▶ _Exercise description_: Tell how many lines in these records contain the string "ObjTable", with only the number as the reply.

▶ _Source information_:

#[cfg(test)]
mod tests {
    use super::*;

    #[test]
    fn arithmetic_and_print_run_to_completion() {
        let mut vm = Vm::new();
        matches!(vm.interpret("print 1 + 2 * 3;"), InterpretResult::Ok);
    }

    #[test]
    fn undefined_global_is_a_runtime_error() {
        let mut vm = Vm::new();
        assert!(matches!(vm.interpret("print nope;"), InterpretResult::RuntimeError));
    }

    #[test]
    fn closures_capture_by_reference() {
        let mut vm = Vm::new();
        let src = r#"
            fun counter() {
                var i = 0;
                fun inc() { i = i + 1; return i; }
                return inc;
            }
            var c = counter();
            print c();
            print c();
        "#;
        assert!(matches!(vm.interpret(src), InterpretResult::Ok));
    }

    #[test]
    fn classes_with_inheritance_and_init_run() {
        let mut vm = Vm::new();
        let src = r#"
            class Animal {
                init(name) { this.name = name; }
                speak() { return this.name; }
            }
            class Dog < Animal {
                speak() { return super.speak() + " woof"; }
            }
            var d = Dog("Rex");
            print d.speak();
        "#;
        assert!(matches!(vm.interpret(src), InterpretResult::Ok));
    }

    #[test]
    fn calling_a_non_callable_is_a_runtime_error() {
        let mut vm = Vm::new();
        assert!(matches!(vm.interpret("var x = 1; x();"), InterpretResult::RuntimeError));
    }

    #[test]
    fn break_and_continue_affect_loop_flow() {
        let mut vm = Vm::new();
        let src = r#"
            var total = 0;
            for (var i = 0; i < 10; i = i + 1) {
                if (i == 5) break;
                if (i == 2) continue;
                total = total + i;
            }
            print total;
        "#;
        assert!(matches!(vm.interpret(src), InterpretResult::Ok));
    }
}
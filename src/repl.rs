use crate::backend::vm::Vm;
use std::io::{self, Write};

/// Interactive line loop. Each line compiles and runs independently, but the
/// `Vm`'s heap, globals, and interned strings persist across lines.
pub fn run(vm: &mut Vm) {
    let stdin = io::stdin();
    loop {
        print!("> ");
        if io::stdout().flush().is_err() {
            break;
        }
        let mut line = String::new();
        match stdin.read_line(&mut line) {
            Ok(0) => {
                println!();
                break;
            }
            Ok(_) => {
                vm.interpret(&line);
            }
            Err(_) => break,
        }
    }
}
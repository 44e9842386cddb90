use crate::common::chunk::Chunk;
use crate::common::hash::Table;
use crate::common::object::{
    NativeId, ObjBoundMethod, ObjClass, ObjClosure, ObjFunction, ObjHeader, ObjInstance, ObjKind,
    ObjNative, ObjString, ObjTable, ObjUpvalue, UpvalueLoc,
};
use crate::common::value::{fnv1a, Value};

const INITIAL_GC_THRESHOLD: usize = 1024;

/// Allocator + tracing collector. Every heap object is created through one
/// of the `new_*`/`intern` methods, which link it into `objects` and charge
/// its size against `bytes_allocated`. Collection only ever runs when a
/// caller explicitly asks via `check_and_collect`, passing whatever extra
/// roots it alone knows about (the VM's stack/frames, or the compiler's
/// still-building function chain).
pub struct Heap {
    objects: *mut ObjHeader,
    pub strings: Table,
    gray_stack: Vec<*mut ObjHeader>,
    pub bytes_allocated: usize,
    pub next_gc: usize,
    pub stress_gc: bool,
    pub last_sweep_freed: usize,
}

impl Heap {
    pub fn new() -> Self {
        Heap {
            objects: std::ptr::null_mut(),
            strings: Table::new(),
            gray_stack: Vec::new(),
            bytes_allocated: 0,
            next_gc: INITIAL_GC_THRESHOLD,
            stress_gc: false,
            last_sweep_freed: 0,
        }
    }

    fn header(kind: ObjKind, size: usize) -> ObjHeader {
        ObjHeader { kind, marked: false, next: std::ptr::null_mut(), size }
    }

    fn link_and_charge(&mut self, ptr: *mut ObjHeader, size: usize) {
        unsafe {
            (*ptr).next = self.objects;
        }
        self.objects = ptr;
        self.bytes_allocated += size;
    }

    pub fn should_collect(&self) -> bool {
        self.stress_gc || self.bytes_allocated > self.next_gc
    }

    pub fn check_and_collect(&mut self, roots: &[*mut ObjHeader]) {
        if self.should_collect() {
            self.collect(roots);
        }
    }

    /// Mark roots the caller passed in, trace, weak-sweep the intern table,
    /// sweep the object list, then double the threshold off the new total.
    pub fn collect(&mut self, roots: &[*mut ObjHeader]) {
        for &r in roots {
            self.mark_object(r);
        }
        self.trace_references();
        self.strings.remove_unmarked_string_keys();
        self.sweep();
        self.next_gc = self.bytes_allocated * 2;
    }

    pub fn mark_object(&mut self, ptr: *mut ObjHeader) {
        if ptr.is_null() {
            return;
        }
        unsafe {
            if (*ptr).marked {
                return;
            }
            (*ptr).marked = true;
        }
        self.gray_stack.push(ptr);
    }

    pub fn mark_value(&mut self, v: &Value) {
        if let Some(p) = v.as_obj() {
            self.mark_object(p);
        }
    }

    fn mark_table(&mut self, t: &Table) {
        let pairs: Vec<(Value, Value)> = t.iter().map(|(k, v)| (*k, *v)).collect();
        for (k, v) in pairs {
            self.mark_value(&k);
            self.mark_value(&v);
        }
    }

    fn trace_references(&mut self) {
        while let Some(ptr) = self.gray_stack.pop() {
            self.blacken(ptr);
        }
    }

    fn blacken(&mut self, ptr: *mut ObjHeader) {
        unsafe {
            match (*ptr).kind {
                ObjKind::Str | ObjKind::Native => {}
                ObjKind::Upvalue => {
                    let up = &*(ptr as *mut ObjUpvalue);
                    if let UpvalueLoc::Closed(v) = up.location {
                        self.mark_value(&v);
                    }
                }
                ObjKind::Function => {
                    let f = &*(ptr as *mut ObjFunction);
                    if !f.name.is_null() {
                        self.mark_object(f.name as *mut ObjHeader);
                    }
                    let consts: Vec<Value> = f.chunk.constants.clone();
                    for c in &consts {
                        self.mark_value(c);
                    }
                }
                ObjKind::Closure => {
                    let c = &*(ptr as *mut ObjClosure);
                    self.mark_object(c.function as *mut ObjHeader);
                    let ups = c.upvalues.clone();
                    for u in ups {
                        self.mark_object(u as *mut ObjHeader);
                    }
                }
                ObjKind::Class => {
                    let cl = &*(ptr as *mut ObjClass);
                    self.mark_object(cl.name as *mut ObjHeader);
                    self.mark_table(&cl.methods);
                }
                ObjKind::Instance => {
                    let inst = &*(ptr as *mut ObjInstance);
                    self.mark_object(inst.class as *mut ObjHeader);
                    self.mark_table(&inst.fields);
                }
                ObjKind::BoundMethod => {
                    let bm = &*(ptr as *mut ObjBoundMethod);
                    self.mark_value(&bm.receiver);
                    self.mark_object(bm.method as *mut ObjHeader);
                }
                ObjKind::Table => {
                    let t = &*(ptr as *mut ObjTable);
                    self.mark_table(&t.table);
                }
            }
        }
    }

    fn sweep(&mut self) {
        let mut prev: *mut ObjHeader = std::ptr::null_mut();
        let mut curr = self.objects;
        let mut freed = 0usize;
        unsafe {
            while !curr.is_null() {
                if (*curr).marked {
                    (*curr).marked = false;
                    prev = curr;
                    curr = (*curr).next;
                } else {
                    let next = (*curr).next;
                    if prev.is_null() {
                        self.objects = next;
                    } else {
                        (*prev).next = next;
                    }
                    freed += (*curr).size;
                    self.free_object(curr);
                    curr = next;
                }
            }
        }
        self.bytes_allocated = self.bytes_allocated.saturating_sub(freed);
        self.last_sweep_freed = freed;
    }

    unsafe fn free_object(&mut self, ptr: *mut ObjHeader) {
        unsafe {
            match (*ptr).kind {
                ObjKind::Str => drop(Box::from_raw(ptr as *mut ObjString)),
                ObjKind::Function => drop(Box::from_raw(ptr as *mut ObjFunction)),
                ObjKind::Closure => drop(Box::from_raw(ptr as *mut ObjClosure)),
                ObjKind::Upvalue => drop(Box::from_raw(ptr as *mut ObjUpvalue)),
                ObjKind::Class => drop(Box::from_raw(ptr as *mut ObjClass)),
                ObjKind::Instance => drop(Box::from_raw(ptr as *mut ObjInstance)),
                ObjKind::BoundMethod => drop(Box::from_raw(ptr as *mut ObjBoundMethod)),
                ObjKind::Native => drop(Box::from_raw(ptr as *mut ObjNative)),
                ObjKind::Table => drop(Box::from_raw(ptr as *mut ObjTable)),
            }
        }
    }

    // --- allocation ---

    /// Interns `s`: returns the existing object if content already seen,
    /// otherwise allocates and installs it as a (weak) key in `strings`.
    pub fn intern(&mut self, s: &str, roots: &[*mut ObjHeader]) -> *mut ObjString {
        let hash = fnv1a(s.as_bytes());
        if let Some(existing) = self.strings.find_string(s, hash) {
            return existing;
        }
        self.check_and_collect(roots);
        let owned = s.to_string();
        let size = std::mem::size_of::<ObjString>() + owned.capacity();
        let obj = ObjString { header: Heap::header(ObjKind::Str, size), hash, chars: owned };
        let ptr = Box::into_raw(Box::new(obj));
        self.link_and_charge(ptr as *mut ObjHeader, size);
        self.strings.set(Value::Obj(ptr as *mut ObjHeader), Value::Nil);
        ptr
    }

    pub fn new_function(&mut self, roots: &[*mut ObjHeader]) -> *mut ObjFunction {
        self.check_and_collect(roots);
        let size = std::mem::size_of::<ObjFunction>();
        let obj = ObjFunction {
            header: Heap::header(ObjKind::Function, size),
            arity: 0,
            upvalue_count: 0,
            chunk: Chunk::new(),
            name: std::ptr::null_mut(),
        };
        let ptr = Box::into_raw(Box::new(obj));
        self.link_and_charge(ptr as *mut ObjHeader, size);
        ptr
    }

    pub fn new_closure(
        &mut self,
        function: *mut ObjFunction,
        upvalues: Vec<*mut ObjUpvalue>,
        roots: &[*mut ObjHeader],
    ) -> *mut ObjClosure {
        self.check_and_collect(roots);
        let size = std::mem::size_of::<ObjClosure>() + upvalues.capacity() * std::mem::size_of::<*mut ObjUpvalue>();
        let obj = ObjClosure { header: Heap::header(ObjKind::Closure, size), function, upvalues };
        let ptr = Box::into_raw(Box::new(obj));
        self.link_and_charge(ptr as *mut ObjHeader, size);
        ptr
    }

    pub fn new_upvalue(&mut self, slot: usize, roots: &[*mut ObjHeader]) -> *mut ObjUpvalue {
        self.check_and_collect(roots);
        let size = std::mem::size_of::<ObjUpvalue>();
        let obj = ObjUpvalue {
            header: Heap::header(ObjKind::Upvalue, size),
            location: UpvalueLoc::Open(slot),
            next_open: std::ptr::null_mut(),
        };
        let ptr = Box::into_raw(Box::new(obj));
        self.link_and_charge(ptr as *mut ObjHeader, size);
        ptr
    }

    pub fn new_class(&mut self, name: *mut ObjString, roots: &[*mut ObjHeader]) -> *mut ObjClass {
        self.check_and_collect(roots);
        let size = std::mem::size_of::<ObjClass>();
        let obj = ObjClass { header: Heap::header(ObjKind::Class, size), name, methods: Table::new() };
        let ptr = Box::into_raw(Box::new(obj));
        self.link_and_charge(ptr as *mut ObjHeader, size);
        ptr
    }

    pub fn new_instance(&mut self, class: *mut ObjClass, roots: &[*mut ObjHeader]) -> *mut ObjInstance {
        self.check_and_collect(roots);
        let size = std::mem::size_of::<ObjInstance>();
        let obj = ObjInstance { header: Heap::header(ObjKind::Instance, size), class, fields: Table::new() };
        let ptr = Box::into_raw(Box::new(obj));
        self.link_and_charge(ptr as *mut ObjHeader, size);
        ptr
    }

    pub fn new_bound_method(
        &mut self,
        receiver: Value,
        method: *mut ObjClosure,
        roots: &[*mut ObjHeader],
    ) -> *mut ObjBoundMethod {
        self.check_and_collect(roots);
        let size = std::mem::size_of::<ObjBoundMethod>();
        let obj = ObjBoundMethod { header: Heap::header(ObjKind::BoundMethod, size), receiver, method };
        let ptr = Box::into_raw(Box::new(obj));
        self.link_and_charge(ptr as *mut ObjHeader, size);
        ptr
    }

    pub fn new_native(
        &mut self,
        id: NativeId,
        arity: i32,
        name: *mut ObjString,
        roots: &[*mut ObjHeader],
    ) -> *mut ObjNative {
        self.check_and_collect(roots);
        let size = std::mem::size_of::<ObjNative>();
        let obj = ObjNative { header: Heap::header(ObjKind::Native, size), id, arity, name };
        let ptr = Box::into_raw(Box::new(obj));
        self.link_and_charge(ptr as *mut ObjHeader, size);
        ptr
    }

    pub fn new_table(&mut self, roots: &[*mut ObjHeader]) -> *mut ObjTable {
        self.check_and_collect(roots);
        let size = std::mem::size_of::<ObjTable>();
        let obj = ObjTable { header: Heap::header(ObjKind::Table, size), table: Table::new() };
        let ptr = Box::into_raw(Box::new(obj));
        self.link_and_charge(ptr as *mut ObjHeader, size);
        ptr
    }
}

impl Default for Heap {
    fn default() -> Self {
        Self::new()
    }
}

impl Drop for Heap {
    fn drop(&mut self) {
        // Program exit: free whatever is still live without tracing (no
        // roots to mark against) — plain walk-and-free of the object list.
        let mut curr = self.objects;
        unsafe {
            while !curr.is_null() {
                let next = (*curr).next;
                self.free_object(curr);
                curr = next;
            }
        }
        self.objects = std::ptr::null_mut();
    }
}

#[cfg(test)]
mod tests {
    use super::*;

    fn count_objects(heap: &Heap) -> usize {
        let mut curr = heap.objects;
        let mut n = 0;
        unsafe {
            while !curr.is_null() {
                n += 1;
                curr = (*curr).next;
            }
        }
        n
    }

    #[test]
    fn rooted_object_survives_and_unrooted_sibling_is_swept() {
        let mut heap = Heap::new();
        let kept = heap.new_function(&[]);
        let _garbage = heap.new_function(&[]);
        assert_eq!(count_objects(&heap), 2);

        heap.collect(&[kept as *mut ObjHeader]);

        assert_eq!(count_objects(&heap), 1);
        assert_eq!(heap.bytes_allocated, std::mem::size_of::<ObjFunction>());
    }

    #[test]
    fn collect_with_no_roots_frees_everything() {
        let mut heap = Heap::new();
        heap.new_function(&[]);
        heap.new_function(&[]);

        heap.collect(&[]);

        assert_eq!(count_objects(&heap), 0);
        assert_eq!(heap.bytes_allocated, 0);
    }

    #[test]
    fn interning_the_same_content_twice_returns_the_same_pointer() {
        let mut heap = Heap::new();
        let a = heap.intern("dup", &[]);
        let b = heap.intern("dup", &[a as *mut ObjHeader]);
        assert_eq!(a, b);
        assert_eq!(heap.strings.len(), 1);
    }

    #[test]
    fn collect_removes_unreachable_strings_from_the_weak_intern_table() {
        let mut heap = Heap::new();
        heap.intern("hello", &[]);
        assert_eq!(heap.strings.len(), 1);

        heap.collect(&[]);

        assert_eq!(heap.strings.len(), 0);
        assert_eq!(count_objects(&heap), 0);
    }

    #[test]
    fn tracing_a_closure_keeps_its_function_and_upvalues_alive() {
        let mut heap = Heap::new();
        let function = heap.new_function(&[]);
        let upvalue = heap.new_upvalue(0, &[function as *mut ObjHeader]);
        let closure = heap.new_closure(function, vec![upvalue], &[function as *mut ObjHeader, upvalue as *mut ObjHeader]);
        assert_eq!(count_objects(&heap), 3);

        // Only the closure is an explicit root; the function and upvalue it
        // references must be kept alive transitively by tracing.
        heap.collect(&[closure as *mut ObjHeader]);
        assert_eq!(count_objects(&heap), 3);

        // Drop the root entirely: everything becomes unreachable.
        heap.collect(&[]);
        assert_eq!(count_objects(&heap), 0);
    }

    #[test]
    fn next_gc_doubles_the_post_collection_live_size() {
        let mut heap = Heap::new();
        let kept = heap.new_function(&[]);
        heap.collect(&[kept as *mut ObjHeader]);
        assert_eq!(heap.next_gc, heap.bytes_allocated * 2);
    }
}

▶ _Solution to the exercise_: 6